As Top Chef has drilled into the collective consciousness, the mark of a good chef is the ability to adapt. Which one must do when suppliers text you and say everything is going to cost 20 percent more than it did the day before, as recently happened for chef Nick Wong of the newly opened Agnes and Sherman in Houston. Ingredients like rice flour, tofu, and spice mixes — crucial for the Asian-American diner concept — are suddenly far more expensive than when they planned out the business.
Through one lens, the tariffs (or threat thereof) are having the intended effect of encouraging chefs to buy local. Wong says he’s begun working with a local tofu purveyor, Banyan, which allows them to save some costs. Chef Apurva Panchal, the head chef at ROOH in Palo Alto, has also found himself leaning more into the cross-cultural California-ness of the menu. For instance, a cauliflower steak that used to use Indian red pumpkin is now made with local butternut squash. It’s an “opportunity for innovation,” he says.
But locality and seasonality can only go so far, even at restaurants that aren’t immediately affected by tariffs. Chef Omer Artun describes Meyhouse, also in Palo Alto, as a Mediterranean restaurant that uses lots of fresh produce and garlic and herbs for seasoning — all cheap and plentiful in the California summer. But “as we go into the wintertime, a lot of the tomatoes and so forth come from Mexico,” or from hothouses in Canada, he says. Trump recently imposed a 17 percent tariff on tomatoes from Mexico, on top of a threat of a 30 percent tariff on all Mexican goods.

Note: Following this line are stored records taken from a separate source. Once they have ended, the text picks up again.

//! In-process JobQueuePort backed by a multi-consumer channel.

use crate::domain::jobs::JobId;
use crate::error::{Error, Result};
use crate::ports::queue::JobQueuePort;
use async_channel::{Receiver, Sender};
use async_trait::async_trait;

#[derive(Clone)]
pub struct ChannelQueue {
    sender: Sender<JobId>,
    receiver: Receiver<JobId>,
}

impl ChannelQueue {
    pub fn unbounded() -> Self {
        let (sender, receiver) = async_channel::unbounded();
        Self { sender, receiver }
    }
}

impl Default for ChannelQueue {
    fn default() -> Self {
        Self::unbounded()
    }
}

#[async_trait]
impl JobQueuePort for ChannelQueue {
    async fn enqueue_job(&self, job_id: JobId) -> Result<()> {
        self.sender
            .send(job_id)
            .await
            .map_err(|_| Error::internal("job queue is closed"))
    }

    async fn dequeue_job(&self) -> Option<JobId> {
        self.receiver.recv().await.ok()
    }

    fn close(&self) {
        self.sender.close();
    }
}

The tariffs disproportionately affect restaurants that rely on foreign ingredients, which are often cuisines that American diners expect to pay less for — it’s easier to eat the cost of a $25 increase in spices when you’re charging $300 a meal for a menu in a European tradition, rather than a counter-service Mexican restaurant. But chefs are getting savvy with their buying. Uong has been adding spice mixtures to oil to extend their shelf lives and drying fresh chiles for future use. Wong says his team has reached out to other local restaurants about buying nitrile gloves in bulk so they can take advantage of discounts.

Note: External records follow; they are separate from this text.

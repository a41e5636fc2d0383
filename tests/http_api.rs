//! End-to-end tests of the HTTP surface with fake media tools and analyzers.

use async_trait::async_trait;
use axum::body::{to_bytes, Body};
use axum::http::{Request, StatusCode};
use axum::Router;
use clipguard::config::AppConfig;
use clipguard::domain::av::video_stream::VideoStream;
use clipguard::domain::av::{ProbeError, AV};
use clipguard::domain::report::{Report, ReportBuilder};
use clipguard::ports::analyzer::{AnalysisFailure, AnalysisRequest, Analyzer, ProgressSink};
use clipguard::ports::probe::MediaProbe;
use clipguard::ports::trimmer::{TrimFailure, Trimmer};
use clipguard::{App, Collaborators};
use serde_json::{json, Value};
use std::path::Path;
use std::sync::Arc;
use std::time::Duration;
use tempfile::TempDir;
use tokio_util::sync::CancellationToken;
use tower::ServiceExt;

const BOUNDARY: &str = "clipguard-test-boundary";

/// Reports 90 seconds for files starting with `long`, 45 otherwise.
struct ContentProbe;

#[async_trait]
impl MediaProbe for ContentProbe {
    async fn probe(&self, path: &Path) -> Result<AV, ProbeError> {
        let contents = tokio::fs::read(path).await.map_err(|_| ProbeError::Unreadable)?;
        let duration = if contents.starts_with(b"long") { 90.0 } else { 45.0 };
        Ok(AV {
            path: path.to_path_buf(),
            format_names: vec!["mov".into(), "mp4".into()],
            duration: Some(duration),
            video_streams: vec![VideoStream {
                codec: "h264".into(),
                pix_fmt: Some("yuv420p".into()),
                frame_rate: Some("30/1".into()),
                width: 1280,
                height: 720,
                is_horizontal: true,
            }],
            audio_stream_count: 1,
        })
    }
}

/// Writes a short video in place of the real cut.
struct CopyTrimmer;

#[async_trait]
impl Trimmer for CopyTrimmer {
    async fn trim(&self, _input: &Path, output: &Path, _max_seconds: f64) -> Result<(), TrimFailure> {
        tokio::fs::write(output, b"short").await?;
        Ok(())
    }
}

enum Behaviour {
    Clean,
    WithEvidence,
    FailWithPath,
    Block,
}

struct FakeAnalyzer(Behaviour);

#[async_trait]
impl Analyzer for FakeAnalyzer {
    async fn analyze(
        &self,
        request: AnalysisRequest,
        progress: Arc<dyn ProgressSink>,
        cancel: CancellationToken,
    ) -> Result<Report, AnalysisFailure> {
        progress.report(35, "Analyzing frames");
        match self.0 {
            Behaviour::Clean => Ok(ReportBuilder::new()
                .incident(0.0, 4.0, false, 12.0, "People talking")
                .build()),
            Behaviour::WithEvidence => {
                let image = request.evidence_dir.join("seq_1.jpg");
                tokio::fs::write(&image, b"jpeg bytes")
                    .await
                    .map_err(AnalysisFailure::Io)?;
                Ok(ReportBuilder::new()
                    .incident(0.0, 4.0, true, 91.0, "Pushing")
                    .with_image(image.to_str().unwrap_or_default())
                    .build())
            }
            Behaviour::FailWithPath => Err(AnalysisFailure::Collaborator(format!(
                "model crashed reading {} with key sk-test-abcdefghijkl",
                request.video_path.display()
            ))),
            Behaviour::Block => {
                cancel.cancelled().await;
                Err(AnalysisFailure::Cancelled)
            }
        }
    }
}

struct Harness {
    router: Router,
    app: App,
    storage: TempDir,
}

fn harness(behaviour: Behaviour, poll_rate: u32) -> Harness {
    let storage = TempDir::new().unwrap();
    let config = AppConfig {
        storage_root: storage.path().to_path_buf(),
        max_video_seconds: 60.0,
        max_upload_bytes: 1024,
        analysis_timeout: Duration::from_secs(5),
        analysis_workers: 2,
        status_poll_rate: poll_rate,
        ..AppConfig::default()
    };
    let collaborators = Collaborators {
        probe: Arc::new(ContentProbe),
        trimmer: Arc::new(CopyTrimmer),
        analyzer: Arc::new(FakeAnalyzer(behaviour)),
    };
    let app = App::new(config, collaborators);
    app.start_background();
    Harness {
        router: app.router(),
        app,
        storage,
    }
}

fn multipart_request(file_name: &str, contents: &[u8]) -> Request<Body> {
    let mut body = Vec::new();
    body.extend_from_slice(format!("--{}\r\n", BOUNDARY).as_bytes());
    body.extend_from_slice(
        format!(
            "Content-Disposition: form-data; name=\"video\"; filename=\"{}\"\r\n",
            file_name
        )
        .as_bytes(),
    );
    body.extend_from_slice(b"Content-Type: video/mp4\r\n\r\n");
    body.extend_from_slice(contents);
    body.extend_from_slice(format!("\r\n--{}--\r\n", BOUNDARY).as_bytes());

    Request::builder()
        .method("POST")
        .uri("/upload")
        .header(
            "content-type",
            format!("multipart/form-data; boundary={}", BOUNDARY),
        )
        .body(Body::from(body))
        .unwrap()
}

fn json_request(method: &str, uri: &str, body: Value) -> Request<Body> {
    Request::builder()
        .method(method)
        .uri(uri)
        .header("content-type", "application/json")
        .body(Body::from(body.to_string()))
        .unwrap()
}

fn empty_request(method: &str, uri: &str) -> Request<Body> {
    Request::builder()
        .method(method)
        .uri(uri)
        .body(Body::empty())
        .unwrap()
}

async fn send(router: &Router, request: Request<Body>) -> (StatusCode, Value) {
    let response = router.clone().oneshot(request).await.unwrap();
    let status = response.status();
    let bytes = to_bytes(response.into_body(), usize::MAX).await.unwrap();
    let body = serde_json::from_slice(&bytes).unwrap_or(Value::Null);
    (status, body)
}

async fn wait_for_status(router: &Router, job_id: &str, wanted: &str) -> Value {
    for _ in 0..200 {
        let (code, body) = send(router, empty_request("GET", &format!("/status/{}", job_id))).await;
        if code == StatusCode::OK && body["status"] == wanted {
            return body;
        }
        tokio::time::sleep(Duration::from_millis(20)).await;
    }
    panic!("job {} never reached {}", job_id, wanted);
}

#[tokio::test]
async fn test_short_upload_runs_to_completion() {
    let h = harness(Behaviour::Clean, 1000);

    let (code, body) = send(&h.router, multipart_request("clip.mp4", b"short video")).await;
    assert_eq!(code, StatusCode::OK);
    assert_eq!(body["message"], "Video uploaded successfully. Processing started.");
    assert_eq!(body["duration"], 45.0);
    let job_id = body["job_id"].as_str().unwrap().to_string();

    let status = wait_for_status(&h.router, &job_id, "completed").await;
    assert_eq!(status["progress"], 100);
    assert_eq!(status["result"]["analysis_metadata"]["total_sequences_analyzed"], 1);
    assert_eq!(status["result"]["summary"]["violence_detected"], false);
    assert!(status.get("error").is_none());
    assert!(status["finished_at"].is_string());
}

async fn fetch(router: &Router, uri: &str) -> (StatusCode, Option<String>, Vec<u8>) {
    let response = router.clone().oneshot(empty_request("GET", uri)).await.unwrap();
    let status = response.status();
    let content_type = response
        .headers()
        .get("content-type")
        .and_then(|v| v.to_str().ok())
        .map(str::to_string);
    let bytes = to_bytes(response.into_body(), usize::MAX).await.unwrap();
    (status, content_type, bytes.to_vec())
}

#[tokio::test]
async fn test_evidence_images_are_served_until_cleanup() {
    let h = harness(Behaviour::WithEvidence, 1000);

    let (_, body) = send(&h.router, multipart_request("clip.mp4", b"short video")).await;
    let job_id = body["job_id"].as_str().unwrap().to_string();
    let status = wait_for_status(&h.router, &job_id, "completed").await;

    let image = status["result"]["incidents"][0]["web_image_path"]
        .as_str()
        .unwrap()
        .to_string();
    assert_eq!(image, format!("{}/evidence/seq_1.jpg", job_id));

    let (code, content_type, bytes) = fetch(&h.router, &format!("/evidence/{}", image)).await;
    assert_eq!(code, StatusCode::OK);
    assert_eq!(content_type.as_deref(), Some("image/jpeg"));
    assert_eq!(bytes, b"jpeg bytes");

    // Only the evidence directory is reachable.
    let (code, _, _) = fetch(&h.router, &format!("/evidence/{}/video.mp4", job_id)).await;
    assert_eq!(code, StatusCode::NOT_FOUND);
    let (code, _, _) = fetch(
        &h.router,
        &format!("/evidence/{}/evidence/%2E%2E/video.mp4", job_id),
    )
    .await;
    assert_eq!(code, StatusCode::NOT_FOUND);
    let (code, _, _) = fetch(&h.router, "/evidence/not-a-job/evidence/seq_1.jpg").await;
    assert_eq!(code, StatusCode::NOT_FOUND);

    send(&h.router, empty_request("POST", &format!("/cleanup/{}", job_id))).await;
    let (code, _, _) = fetch(&h.router, &format!("/evidence/{}", image)).await;
    assert_eq!(code, StatusCode::NOT_FOUND);
}

#[tokio::test]
async fn test_long_upload_is_trimmed_into_a_new_job() {
    let h = harness(Behaviour::Clean, 1000);

    let (code, body) = send(&h.router, multipart_request("long.mp4", b"long video")).await;
    assert_eq!(code, StatusCode::OK);
    assert_eq!(body["needs_trimming"], true);
    assert_eq!(body["original_duration"], 90.0);
    assert_eq!(body["max_duration"], 60.0);
    assert_eq!(
        body["message"],
        "Video is 90.0 seconds long. Would you like to analyze the first 60 seconds?"
    );
    let original = body["job_id"].as_str().unwrap().to_string();
    let temp_video_path = body["temp_video_path"].as_str().unwrap().to_string();
    assert!(!temp_video_path.starts_with('/'));

    // No job exists until the client opts in.
    let (code, _) = send(&h.router, empty_request("GET", &format!("/status/{}", original))).await;
    assert_eq!(code, StatusCode::NOT_FOUND);

    let trim = json!({ "job_id": original, "temp_video_path": temp_video_path });
    let (code, body) = send(&h.router, json_request("POST", "/trim-and-analyze", trim.clone())).await;
    assert_eq!(code, StatusCode::OK);
    assert_eq!(body["trimmed_duration"], 45.0);
    let trimmed = body["job_id"].as_str().unwrap().to_string();
    assert_ne!(trimmed, original);
    wait_for_status(&h.router, &trimmed, "completed").await;

    // The pending upload is consumed by the first trim.
    let (code, body) = send(&h.router, json_request("POST", "/trim-and-analyze", trim)).await;
    assert_eq!(code, StatusCode::BAD_REQUEST);
    assert_eq!(body["error"], "No pending upload for this job");
}

#[tokio::test]
async fn test_trim_request_without_fields_is_rejected() {
    let h = harness(Behaviour::Clean, 1000);

    let (code, body) = send(
        &h.router,
        json_request("POST", "/trim-and-analyze", json!({ "job_id": "abc" })),
    )
    .await;
    assert_eq!(code, StatusCode::BAD_REQUEST);
    assert_eq!(body["error"], "Missing required data");
}

#[tokio::test]
async fn test_wrong_extension_is_rejected() {
    let h = harness(Behaviour::Clean, 1000);

    let (code, body) = send(&h.router, multipart_request("clip.avi", b"short video")).await;
    assert_eq!(code, StatusCode::BAD_REQUEST);
    assert_eq!(body["error"], "Only MP4 video files are allowed");
    assert!(h.app.registry().is_empty());

    let leftovers = std::fs::read_dir(h.storage.path()).unwrap().count();
    assert_eq!(leftovers, 0);
}

#[tokio::test]
async fn test_oversized_upload_is_rejected() {
    let h = harness(Behaviour::Clean, 1000);

    let (code, body) = send(&h.router, multipart_request("clip.mp4", &[b'x'; 2048])).await;
    assert_eq!(code, StatusCode::BAD_REQUEST);
    assert_eq!(body["error"], "File size must be less than 1 MB");
    assert_eq!(std::fs::read_dir(h.storage.path()).unwrap().count(), 0);
}

#[tokio::test]
async fn test_analyzer_failure_is_sanitized() {
    let h = harness(Behaviour::FailWithPath, 1000);

    let (_, body) = send(&h.router, multipart_request("clip.mp4", b"short video")).await;
    let job_id = body["job_id"].as_str().unwrap().to_string();

    let status = wait_for_status(&h.router, &job_id, "error").await;
    let message = status["error"].as_str().unwrap();
    assert!(message.starts_with("model crashed reading video.mp4"));
    assert!(!message.contains(h.storage.path().to_str().unwrap()));
    assert!(!message.contains("sk-test-abcdefghijkl"));
    assert_eq!(status["progress"], 35);
    assert_eq!(status["current_step"], "Analyzing frames");
}

#[tokio::test]
async fn test_cleanup_while_processing_forgets_the_job() {
    let h = harness(Behaviour::Block, 1000);

    let (_, body) = send(&h.router, multipart_request("clip.mp4", b"short video")).await;
    let job_id = body["job_id"].as_str().unwrap().to_string();
    wait_for_status(&h.router, &job_id, "processing").await;

    let uri = format!("/cleanup/{}", job_id);
    let (code, body) = send(&h.router, empty_request("POST", &uri)).await;
    assert_eq!(code, StatusCode::OK);
    assert_eq!(body["message"], "Job cleaned up successfully");

    let (code, _) = send(&h.router, empty_request("GET", &format!("/status/{}", job_id))).await;
    assert_eq!(code, StatusCode::NOT_FOUND);
    assert!(!h.storage.path().join(&job_id).exists());

    // Cleaning up again, or an id that never existed, is still fine.
    let (code, _) = send(&h.router, empty_request("POST", &uri)).await;
    assert_eq!(code, StatusCode::OK);
    let (code, _) = send(&h.router, empty_request("POST", "/cleanup/not-a-job")).await;
    assert_eq!(code, StatusCode::OK);
}

#[tokio::test]
async fn test_fast_polling_is_rate_limited() {
    let h = harness(Behaviour::Block, 1);

    let (_, body) = send(&h.router, multipart_request("clip.mp4", b"short video")).await;
    let job_id = body["job_id"].as_str().unwrap().to_string();
    let uri = format!("/status/{}", job_id);

    let mut limited = false;
    for _ in 0..10 {
        let (code, _) = send(&h.router, empty_request("GET", &uri)).await;
        if code == StatusCode::TOO_MANY_REQUESTS {
            limited = true;
            break;
        }
    }
    assert!(limited);

    h.app.shutdown().await;
}

#[tokio::test]
async fn test_unknown_job_status_is_not_found() {
    let h = harness(Behaviour::Clean, 1000);

    let (code, body) = send(&h.router, empty_request("GET", "/status/not-a-uuid")).await;
    assert_eq!(code, StatusCode::NOT_FOUND);
    assert!(body["error"].is_string());

    let (code, body) = send(&h.router, empty_request("GET", "/health")).await;
    assert_eq!(code, StatusCode::OK);
    assert_eq!(body["status"], "ok");
    assert!(body["jobs"].is_number());
}

#[tokio::test]
async fn test_shutdown_removes_job_files() {
    let h = harness(Behaviour::Block, 1000);

    let (_, body) = send(&h.router, multipart_request("clip.mp4", b"short video")).await;
    let job_id = body["job_id"].as_str().unwrap().to_string();
    wait_for_status(&h.router, &job_id, "processing").await;

    h.app.shutdown().await;
    assert!(h.app.registry().is_empty());
    assert!(!h.storage.path().join(&job_id).exists());
}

But even if you spend all summer canning American tomatoes to avoid buying those from Mexico, there is the sticking point that some ingredients just aren’t grown in the U.S., nor do they have a reasonable substitute. There is no domestic cinnamon production to tap into, no American turmeric or coffee or cardamom farm big enough to supplant international suppliers. “I think it’s going to be a reckoning,” says Wong. He’s trying to keep Agnes and Sherman affordable like the diners it’s modeled after, but at a certain point, diners are going to have to accept the cost of flavor, or risk their favorite places going under. “Why is my fried rice so expensive? Food is politics,” says Wong. “You don’t get to exist in a vacuum and say you didn’t want this. It’s gonna affect you anyway.”